PHOENIX — Arizonans will not get a chance to decide in the November election whether to hike taxes on the rich to generate more money for education.
In an order Wednesday, the Arizona Supreme Court said initiative petition signers were not informed that the measure would do more than increase the tax rate on people earning more than $250,000 a year. It also would eliminate the indexing of income tax brackets to account for inflation.
Chief Justice Scott Bales, writing for the court majority, said that omission “creates a significant danger of confusion or unfairness.”
The ruling is a significant setback for teachers and others who pushed for the “Invest in Ed” initiative, and not just because it means there will not be a dedicated revenue stream for public education. They hoped that having the measure on the ballot would bring out voters who would also support candidates willing to put more money into public schools.
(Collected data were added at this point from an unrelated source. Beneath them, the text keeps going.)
//! Logger initialization.

use std::io::Write;

use crate::config::LogFormat;
use crate::error_handling::InitializationError;
use colored::*;
use log::{Level, LevelFilter};

/// Crates whose chatter is capped regardless of the requested level.
const NOISY_MODULES: &[(&str, LevelFilter)] = &[
    ("html5ever", LevelFilter::Error),
    ("selectors", LevelFilter::Warn),
    ("reqwest", LevelFilter::Info),
    ("hyper", LevelFilter::Info),
    ("hyper_util", LevelFilter::Info),
];

fn colored_level(level: Level) -> ColoredString {
    let label = format!("{level:<5}");
    match level {
        Level::Error => label.red().bold(),
        Level::Warn => label.yellow(),
        Level::Info => label.green(),
        Level::Debug => label.blue(),
        Level::Trace => label.purple(),
    }
}

/// Initializes the process-wide logger.
///
/// `RUST_LOG` is read first, then `level` overrides it for this crate and as
/// the global default. All output goes to stderr; stdout is reserved for the
/// result JSON.
///
/// - `Plain`: `HH:MM:SS.mmm LEVEL target message`, levels colored
/// - `Json`: one object per line with `ts` (epoch millis), `level`, `target`, `msg`
///
/// ```bash
/// RUST_LOG=reqwest=debug profile_extract https://example.com --log-level debug
/// ```
///
/// # Errors
///
/// Returns `InitializationError::LoggerError` if a logger is already installed.
pub fn init_logger_with(level: LevelFilter, format: LogFormat) -> Result<(), InitializationError> {
    let mut builder = env_logger::Builder::from_default_env();
    builder.filter_level(level);
    for (module, cap) in NOISY_MODULES {
        builder.filter_module(module, (*cap).min(level));
    }
    builder.filter_module("profile_extract", level);
    builder.target(env_logger::Target::Stderr);

    match format {
        LogFormat::Json => {
            builder.format(|buf, record| {
                let line = serde_json::json!({
                    "ts": chrono::Utc::now().timestamp_millis(),
                    "level": record.level().as_str(),
                    "target": record.target(),
                    "msg": record.args().to_string(),
                });
                writeln!(buf, "{line}")
            });
        }
        LogFormat::Plain => {
            builder.format(|buf, record| {
                writeln!(
                    buf,
                    "{} {} {} {}",
                    chrono::Local::now().format("%H:%M:%S%.3f").to_string().dimmed(),
                    colored_level(record.level()),
                    record.target().cyan(),
                    record.args()
                )
            });
        }
    }

    builder.try_init()?;
    Ok(())
}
“I hope that people don’t go, ‘Oh, this isn’t on the ballot, I’m not going to participate in November,’” said Joshua Buckley, chairman of the Invest in Ed initiative and a Mesa teacher. “I’m hoping that educators and public school advocates are still fired up.”
Wednesday’s ruling is a victory for the Arizona Chamber of Commerce and Industry, which led and financed the legal fight to block a public vote on the initiative.
Chamber president Glenn Hamer argued that increasing income taxes on the wealthiest Arizonans “would just create a drag on the state’s overall economy.” He said that if the state targets the rich, many would just choose to move elsewhere.
The main provision of the measure would have imposed an 8 percent state income tax on earnings of more than $250,000 for individuals and $500,000 for couples. That compares with the current 4.54 percent rate.
It also would have put a 9 percent tax rate on income over $500,000 for individuals and $1 million for married couples filing jointly.
Proponents estimated that the additional taxes would generate about $690 million a year for public education.
In crafting the language for those new tax brackets, the initiative organizers spelled out the rates for all brackets. That’s where the problem arose.
The initiative wording inadvertently reset the cut points between brackets to where they were in 2014, before the Republican-controlled Legislature voted to index the brackets each year to ensure that Arizonans whose income went up no faster than inflation did not end up in higher tax brackets.
For example, in 2014 the break point between the 3.36 percent and 4.24 percent tax rate was $50,000; for 2017 the indexing moved that up to $51,721.
Legislative budget analysts said the immediate impact of repealing indexing would be a $49 million hit to taxpayers, most of them making far less than $250,000.
Potentially more significant, the language would have eliminated future indexing and the inflation protection that is supposed to come with that.
Invest in Ed attorney Jim Barton argued, unsuccessfully, that the initiative would have left indexing in place.
That paved the way for the Supreme Court to take a closer look at how the initiative was described to the approximately 270,000 people who signed petitions to put the issue on the November ballot.
Bales pointed out that the change in indexing was never mentioned in the legally required 100-word description that must accompany each petition.
“The description is inadequate under the statute,” the chief justice wrote.
In tossing the measure from the ballot, the justices sidestepped the validity of a 2017 law that says initiative petitions must be in “strict compliance” with all election laws. That was designed by GOP lawmakers, at the behest of the Chamber of Commerce, to override prior court rulings which said people proposing their own laws need only “substantial compliance” and that minor technical errors should not keep an issue off the ballot.
In a ruling earlier this month on this initiative, Maricopa County Superior Court Judge James Smith concluded legislators acted illegally in changing the standard.
Bales, in ruling the measure off the ballot, said it was not necessary for him or his colleagues to review that issue.